(Stored data entries)

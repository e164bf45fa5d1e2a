//! Embedding and knowledge search traits

use async_trait::async_trait;
use serde::{Deserialize, Serialize};

use crate::Result;

/// Knowledge base entry returned by search
#[derive(Debug, Clone, PartialEq, Serialize, Deserialize)]
pub struct KnowledgeDocument {
    pub id: String,
    pub title: String,
    pub content: String,
    pub category: String,
    /// Similarity to the query, 0.0 - 1.0
    pub similarity: f32,
}

/// Text embedding backend
#[async_trait]
pub trait Embedder: Send + Sync {
    /// Embed a single text; deterministic per model version
    async fn embed(&self, text: &str) -> Result<Vec<f32>>;

    /// Embedding dimension
    fn dim(&self) -> usize;
}

/// Semantic search over the knowledge base
#[async_trait]
pub trait KnowledgeSearch: Send + Sync {
    /// Documents with similarity >= `similarity_threshold`, ordered by
    /// descending similarity, at most `max_results`.
    async fn search(
        &self,
        query_embedding: &[f32],
        similarity_threshold: f32,
        max_results: usize,
    ) -> Result<Vec<KnowledgeDocument>>;
}
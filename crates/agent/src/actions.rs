//! Next-action derivation

use hermes_config::{GraphConfig, Threshold};
use hermes_core::{ActionTag, CollectionStage, GraphState, IntentType, InterestTier, NextActions};

/// Suggested actions for the state as it stands after scoring and collection
pub fn derive_next_actions(state: &GraphState, config: &GraphConfig) -> NextActions {
    let mut actions = NextActions::default();

    if let Some(interest) = &state.interest_level {
        let high = interest.score / 100.0 >= config.threshold_for(Threshold::HighInterest);
        if high {
            actions.immediate.insert(ActionTag::ScheduleCall);
            actions.follow_up.insert(ActionTag::SendPricing);
            actions.crm_actions.extend([
                ActionTag::UpdateLeadScore,
                ActionTag::AssignToSales,
                ActionTag::TagHighPriority,
            ]);
        } else if interest.level == InterestTier::Medium {
            actions.follow_up.insert(ActionTag::SendCaseStudies);
            actions.crm_actions.insert(ActionTag::UpdateLeadScore);
        }
    }

    // Only when the email question was asked this turn, not for a stage
    // carried over from an earlier one
    let asking_email = state.data_collection_stage.as_ref().map_or(false, |progress| {
        progress.current_stage == CollectionStage::Email && !progress.questions_asked.is_empty()
    });
    let email_missing = state
        .collected_data
        .as_ref()
        .map_or(true, |data| data.email.is_none());
    if asking_email && email_missing {
        actions.immediate.insert(ActionTag::AskEmail);
    }

    let min_confidence = config.threshold_for(Threshold::IntentConfidence);
    match state.trusted_intent(min_confidence).map(|i| i.intent_type) {
        Some(IntentType::PortfolioRequest) => {
            actions.immediate.insert(ActionTag::ProvidePortfolio);
            actions.follow_up.insert(ActionTag::ShowExamples);
        }
        Some(IntentType::PricingInquiry) => {
            actions.follow_up.insert(ActionTag::SendPricing);
        }
        _ => {}
    }

    actions
}
//! Application State
//!
//! Shared state across all handlers.

use std::sync::Arc;

use hermes_config::Settings;

use crate::chat::ChatService;

/// Application state
#[derive(Clone)]
pub struct AppState {
    /// Settings as loaded at startup
    pub config: Arc<Settings>,
    pub chat: Arc<ChatService>,
    /// Whether turns are stored in ScyllaDB rather than in memory
    pub persistent: bool,
    /// Whether knowledge search goes to Qdrant rather than memory
    pub vector_search: bool,
}

impl AppState {
    pub fn new(config: Settings, chat: ChatService) -> Self {
        Self {
            config: Arc::new(config),
            chat: Arc::new(chat),
            persistent: false,
            vector_search: false,
        }
    }

    pub fn with_backends(mut self, persistent: bool, vector_search: bool) -> Self {
        self.persistent = persistent;
        self.vector_search = vector_search;
        self
    }
}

* Work request
Working from the data above, extract solely the lines from the one containing "use async_trait::async_trait;" through the one containing "per model version", exactly as they appear, both included.

* Your response
use async_trait::async_trait;
use serde::{Deserialize, Serialize};

use crate::Result;

/// Knowledge base entry returned by search
#[derive(Debug, Clone, PartialEq, Serialize, Deserialize)]
pub struct KnowledgeDocument {
    pub id: String,
    pub title: String,
    pub content: String,
    pub category: String,
    /// Similarity to the query, 0.0 - 1.0
    pub similarity: f32,
}

/// Text embedding backend
#[async_trait]
pub trait Embedder: Send + Sync {
    /// Embed a single text; deterministic per model version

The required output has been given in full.